• [Collected data]
* * *
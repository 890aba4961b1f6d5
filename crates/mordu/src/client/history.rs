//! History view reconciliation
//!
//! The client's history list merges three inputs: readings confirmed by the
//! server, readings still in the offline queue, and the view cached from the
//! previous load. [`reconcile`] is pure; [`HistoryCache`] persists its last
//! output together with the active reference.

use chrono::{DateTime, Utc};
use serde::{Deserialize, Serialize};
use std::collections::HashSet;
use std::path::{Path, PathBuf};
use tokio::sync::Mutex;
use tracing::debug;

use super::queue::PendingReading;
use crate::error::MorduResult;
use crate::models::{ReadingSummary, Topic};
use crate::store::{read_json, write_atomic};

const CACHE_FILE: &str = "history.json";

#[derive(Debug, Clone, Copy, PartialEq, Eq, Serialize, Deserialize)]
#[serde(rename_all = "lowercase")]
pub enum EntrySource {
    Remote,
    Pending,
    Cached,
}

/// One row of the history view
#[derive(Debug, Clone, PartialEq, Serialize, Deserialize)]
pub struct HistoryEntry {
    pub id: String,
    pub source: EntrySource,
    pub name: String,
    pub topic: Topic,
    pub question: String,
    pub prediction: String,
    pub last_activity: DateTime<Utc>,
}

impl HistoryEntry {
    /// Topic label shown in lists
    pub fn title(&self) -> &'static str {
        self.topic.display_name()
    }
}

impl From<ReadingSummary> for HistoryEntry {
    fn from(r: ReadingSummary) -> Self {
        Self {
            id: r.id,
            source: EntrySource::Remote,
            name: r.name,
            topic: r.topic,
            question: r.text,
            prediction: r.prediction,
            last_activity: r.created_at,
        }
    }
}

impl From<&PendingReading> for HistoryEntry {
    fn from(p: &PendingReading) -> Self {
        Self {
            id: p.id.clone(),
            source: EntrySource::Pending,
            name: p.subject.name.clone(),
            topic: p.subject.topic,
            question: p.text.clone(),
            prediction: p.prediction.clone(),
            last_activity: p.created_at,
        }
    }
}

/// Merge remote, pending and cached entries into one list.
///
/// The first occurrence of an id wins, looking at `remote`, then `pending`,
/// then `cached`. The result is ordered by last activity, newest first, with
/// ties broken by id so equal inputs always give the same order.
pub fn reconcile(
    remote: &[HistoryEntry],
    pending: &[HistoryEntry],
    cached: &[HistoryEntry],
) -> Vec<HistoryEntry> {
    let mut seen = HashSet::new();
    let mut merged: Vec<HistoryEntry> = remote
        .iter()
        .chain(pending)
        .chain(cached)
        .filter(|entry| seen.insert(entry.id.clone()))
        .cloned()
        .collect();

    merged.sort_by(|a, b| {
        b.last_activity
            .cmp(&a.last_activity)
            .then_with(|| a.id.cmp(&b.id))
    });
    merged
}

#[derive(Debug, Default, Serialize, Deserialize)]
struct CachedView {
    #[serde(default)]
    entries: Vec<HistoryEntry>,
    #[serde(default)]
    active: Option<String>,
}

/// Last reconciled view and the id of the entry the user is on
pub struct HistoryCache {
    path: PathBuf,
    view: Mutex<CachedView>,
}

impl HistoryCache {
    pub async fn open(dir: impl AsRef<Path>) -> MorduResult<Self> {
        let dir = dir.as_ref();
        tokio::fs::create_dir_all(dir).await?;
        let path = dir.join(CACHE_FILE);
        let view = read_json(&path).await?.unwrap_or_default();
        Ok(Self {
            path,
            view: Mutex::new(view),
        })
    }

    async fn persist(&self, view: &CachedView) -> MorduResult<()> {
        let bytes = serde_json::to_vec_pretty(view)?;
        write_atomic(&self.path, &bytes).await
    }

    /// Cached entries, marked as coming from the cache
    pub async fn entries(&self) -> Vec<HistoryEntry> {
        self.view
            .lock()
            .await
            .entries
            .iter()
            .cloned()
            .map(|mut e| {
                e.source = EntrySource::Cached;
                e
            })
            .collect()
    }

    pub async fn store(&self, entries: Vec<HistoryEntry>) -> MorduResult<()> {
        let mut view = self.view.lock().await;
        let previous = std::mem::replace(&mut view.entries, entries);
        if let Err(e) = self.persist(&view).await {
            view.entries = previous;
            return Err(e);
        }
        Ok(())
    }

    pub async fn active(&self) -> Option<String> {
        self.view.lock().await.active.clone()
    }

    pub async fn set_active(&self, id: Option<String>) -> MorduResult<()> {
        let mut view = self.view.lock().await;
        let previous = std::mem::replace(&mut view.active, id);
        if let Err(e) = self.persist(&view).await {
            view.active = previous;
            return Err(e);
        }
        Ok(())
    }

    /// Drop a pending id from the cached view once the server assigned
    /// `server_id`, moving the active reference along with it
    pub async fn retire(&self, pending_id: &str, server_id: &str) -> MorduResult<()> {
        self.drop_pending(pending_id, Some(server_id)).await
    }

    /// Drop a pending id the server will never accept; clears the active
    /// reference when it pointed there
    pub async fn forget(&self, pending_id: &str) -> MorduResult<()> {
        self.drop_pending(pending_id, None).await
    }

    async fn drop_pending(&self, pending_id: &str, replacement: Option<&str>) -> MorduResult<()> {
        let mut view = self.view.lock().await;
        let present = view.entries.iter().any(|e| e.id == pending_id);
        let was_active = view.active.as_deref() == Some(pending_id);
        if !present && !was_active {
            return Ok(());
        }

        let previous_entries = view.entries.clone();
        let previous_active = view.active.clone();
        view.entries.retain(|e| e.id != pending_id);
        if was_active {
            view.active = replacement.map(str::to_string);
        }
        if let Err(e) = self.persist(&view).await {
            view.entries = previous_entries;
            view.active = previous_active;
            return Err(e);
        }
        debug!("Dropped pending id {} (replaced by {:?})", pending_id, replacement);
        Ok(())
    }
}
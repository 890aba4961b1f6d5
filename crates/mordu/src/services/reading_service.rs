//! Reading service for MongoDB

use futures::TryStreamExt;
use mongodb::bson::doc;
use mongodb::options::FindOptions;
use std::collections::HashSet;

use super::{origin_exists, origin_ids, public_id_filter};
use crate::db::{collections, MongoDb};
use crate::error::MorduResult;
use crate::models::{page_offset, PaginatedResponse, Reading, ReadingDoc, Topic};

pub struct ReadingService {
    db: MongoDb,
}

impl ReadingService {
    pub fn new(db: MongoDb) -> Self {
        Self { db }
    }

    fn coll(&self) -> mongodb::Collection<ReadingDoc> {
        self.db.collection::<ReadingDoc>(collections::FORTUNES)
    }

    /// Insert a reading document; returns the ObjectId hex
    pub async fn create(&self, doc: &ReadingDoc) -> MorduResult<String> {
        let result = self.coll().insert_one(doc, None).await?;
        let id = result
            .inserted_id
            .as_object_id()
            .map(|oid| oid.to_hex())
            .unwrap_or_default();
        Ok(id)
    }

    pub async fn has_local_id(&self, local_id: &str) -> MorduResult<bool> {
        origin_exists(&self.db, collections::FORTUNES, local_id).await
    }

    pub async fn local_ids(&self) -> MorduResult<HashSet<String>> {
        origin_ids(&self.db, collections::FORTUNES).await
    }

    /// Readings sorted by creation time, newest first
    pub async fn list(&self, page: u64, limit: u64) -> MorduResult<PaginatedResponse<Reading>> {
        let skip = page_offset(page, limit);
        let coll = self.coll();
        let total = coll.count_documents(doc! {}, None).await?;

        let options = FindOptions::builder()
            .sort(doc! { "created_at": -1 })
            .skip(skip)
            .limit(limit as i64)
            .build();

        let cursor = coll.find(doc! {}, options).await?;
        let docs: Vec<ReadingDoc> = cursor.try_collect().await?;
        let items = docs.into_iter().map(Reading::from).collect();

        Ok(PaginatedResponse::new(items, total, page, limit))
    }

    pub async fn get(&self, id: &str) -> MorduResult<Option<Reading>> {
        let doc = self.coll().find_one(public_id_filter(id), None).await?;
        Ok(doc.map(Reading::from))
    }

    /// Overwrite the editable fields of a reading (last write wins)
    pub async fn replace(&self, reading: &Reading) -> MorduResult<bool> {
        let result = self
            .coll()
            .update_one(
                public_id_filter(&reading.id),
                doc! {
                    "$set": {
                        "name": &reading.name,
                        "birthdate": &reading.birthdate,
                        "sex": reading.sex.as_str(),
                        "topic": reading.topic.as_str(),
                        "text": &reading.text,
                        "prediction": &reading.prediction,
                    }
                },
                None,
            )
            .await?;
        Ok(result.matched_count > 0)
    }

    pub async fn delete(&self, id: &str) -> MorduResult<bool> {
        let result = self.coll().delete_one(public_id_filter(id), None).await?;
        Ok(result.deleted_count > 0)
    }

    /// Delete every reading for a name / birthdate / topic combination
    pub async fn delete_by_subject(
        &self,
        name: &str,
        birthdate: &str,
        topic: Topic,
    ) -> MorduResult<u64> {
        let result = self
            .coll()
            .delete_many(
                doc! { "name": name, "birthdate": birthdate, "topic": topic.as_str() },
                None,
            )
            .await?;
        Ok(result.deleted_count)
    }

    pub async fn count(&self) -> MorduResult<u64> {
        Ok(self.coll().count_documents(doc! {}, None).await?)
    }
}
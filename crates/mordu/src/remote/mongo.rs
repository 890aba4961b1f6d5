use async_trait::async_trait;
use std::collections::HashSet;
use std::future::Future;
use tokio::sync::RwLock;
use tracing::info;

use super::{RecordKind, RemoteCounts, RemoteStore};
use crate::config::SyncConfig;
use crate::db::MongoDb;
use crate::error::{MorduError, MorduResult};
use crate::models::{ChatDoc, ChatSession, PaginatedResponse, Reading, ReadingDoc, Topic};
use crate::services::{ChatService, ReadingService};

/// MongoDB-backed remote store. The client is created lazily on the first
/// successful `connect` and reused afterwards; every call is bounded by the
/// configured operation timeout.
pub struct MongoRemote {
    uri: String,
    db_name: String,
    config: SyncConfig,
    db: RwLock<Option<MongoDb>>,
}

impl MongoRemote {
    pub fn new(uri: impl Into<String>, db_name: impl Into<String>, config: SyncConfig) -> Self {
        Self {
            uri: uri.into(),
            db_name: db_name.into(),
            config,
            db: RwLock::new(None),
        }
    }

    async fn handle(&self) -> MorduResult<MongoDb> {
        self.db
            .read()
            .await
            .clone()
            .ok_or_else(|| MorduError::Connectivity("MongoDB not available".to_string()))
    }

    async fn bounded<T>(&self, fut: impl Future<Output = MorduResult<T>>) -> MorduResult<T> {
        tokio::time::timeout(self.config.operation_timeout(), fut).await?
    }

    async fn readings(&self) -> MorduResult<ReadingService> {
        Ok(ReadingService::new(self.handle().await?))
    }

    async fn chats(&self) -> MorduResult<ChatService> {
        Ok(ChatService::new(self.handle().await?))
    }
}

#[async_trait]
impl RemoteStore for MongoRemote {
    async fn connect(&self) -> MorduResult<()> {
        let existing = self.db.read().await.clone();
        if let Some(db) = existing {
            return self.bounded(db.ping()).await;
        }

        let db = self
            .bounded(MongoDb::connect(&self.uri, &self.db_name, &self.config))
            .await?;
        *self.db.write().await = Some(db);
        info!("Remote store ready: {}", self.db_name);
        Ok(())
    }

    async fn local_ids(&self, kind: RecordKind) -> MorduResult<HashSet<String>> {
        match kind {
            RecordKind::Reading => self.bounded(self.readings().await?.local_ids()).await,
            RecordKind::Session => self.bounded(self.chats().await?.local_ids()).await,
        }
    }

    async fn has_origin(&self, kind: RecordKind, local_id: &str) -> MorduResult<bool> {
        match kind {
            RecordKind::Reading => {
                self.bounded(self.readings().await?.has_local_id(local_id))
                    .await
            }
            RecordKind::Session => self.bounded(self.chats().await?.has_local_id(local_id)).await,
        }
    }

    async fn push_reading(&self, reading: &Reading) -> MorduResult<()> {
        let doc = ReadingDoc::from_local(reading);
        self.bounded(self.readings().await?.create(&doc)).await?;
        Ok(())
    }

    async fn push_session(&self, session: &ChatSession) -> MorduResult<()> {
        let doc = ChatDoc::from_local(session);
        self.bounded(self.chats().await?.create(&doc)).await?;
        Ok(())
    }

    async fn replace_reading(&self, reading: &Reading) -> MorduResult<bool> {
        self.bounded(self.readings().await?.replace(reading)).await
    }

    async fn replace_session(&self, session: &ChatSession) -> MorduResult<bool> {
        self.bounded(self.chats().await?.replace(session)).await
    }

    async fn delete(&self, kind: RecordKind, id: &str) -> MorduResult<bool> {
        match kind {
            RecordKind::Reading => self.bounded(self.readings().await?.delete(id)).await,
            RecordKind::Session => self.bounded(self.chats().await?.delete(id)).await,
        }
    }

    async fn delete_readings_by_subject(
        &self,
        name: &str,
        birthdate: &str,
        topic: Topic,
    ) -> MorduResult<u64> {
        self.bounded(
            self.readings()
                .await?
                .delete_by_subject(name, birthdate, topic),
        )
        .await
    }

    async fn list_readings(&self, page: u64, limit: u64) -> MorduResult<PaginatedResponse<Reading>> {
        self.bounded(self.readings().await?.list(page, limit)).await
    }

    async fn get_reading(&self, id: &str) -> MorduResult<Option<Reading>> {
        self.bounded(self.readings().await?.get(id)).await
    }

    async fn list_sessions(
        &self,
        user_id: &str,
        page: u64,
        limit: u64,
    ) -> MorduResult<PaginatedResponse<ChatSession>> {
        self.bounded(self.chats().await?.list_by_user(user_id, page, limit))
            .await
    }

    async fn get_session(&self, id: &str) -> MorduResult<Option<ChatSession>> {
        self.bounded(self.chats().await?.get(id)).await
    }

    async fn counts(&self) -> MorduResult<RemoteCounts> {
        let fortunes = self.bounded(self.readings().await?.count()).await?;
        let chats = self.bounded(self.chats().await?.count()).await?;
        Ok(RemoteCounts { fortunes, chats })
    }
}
* * *
• [WORK INSTRUCTION] Reproduce the lines of the entries above from the one with "pub struct ReadingService" to the one with "pub async fn local_ids(&self)", both included, exactly and without any other line.

• [COMPLETED TASK]
pub struct ReadingService {
    db: MongoDb,
}

impl ReadingService {
    pub fn new(db: MongoDb) -> Self {
        Self { db }
    }

    fn coll(&self) -> mongodb::Collection<ReadingDoc> {
        self.db.collection::<ReadingDoc>(collections::FORTUNES)
    }

    /// Insert a reading document; returns the ObjectId hex
    pub async fn create(&self, doc: &ReadingDoc) -> MorduResult<String> {
        let result = self.coll().insert_one(doc, None).await?;
        let id = result
            .inserted_id
            .as_object_id()
            .map(|oid| oid.to_hex())
            .unwrap_or_default();
        Ok(id)
    }

    pub async fn has_local_id(&self, local_id: &str) -> MorduResult<bool> {
        origin_exists(&self.db, collections::FORTUNES, local_id).await
    }

    pub async fn local_ids(&self) -> MorduResult<HashSet<String>> {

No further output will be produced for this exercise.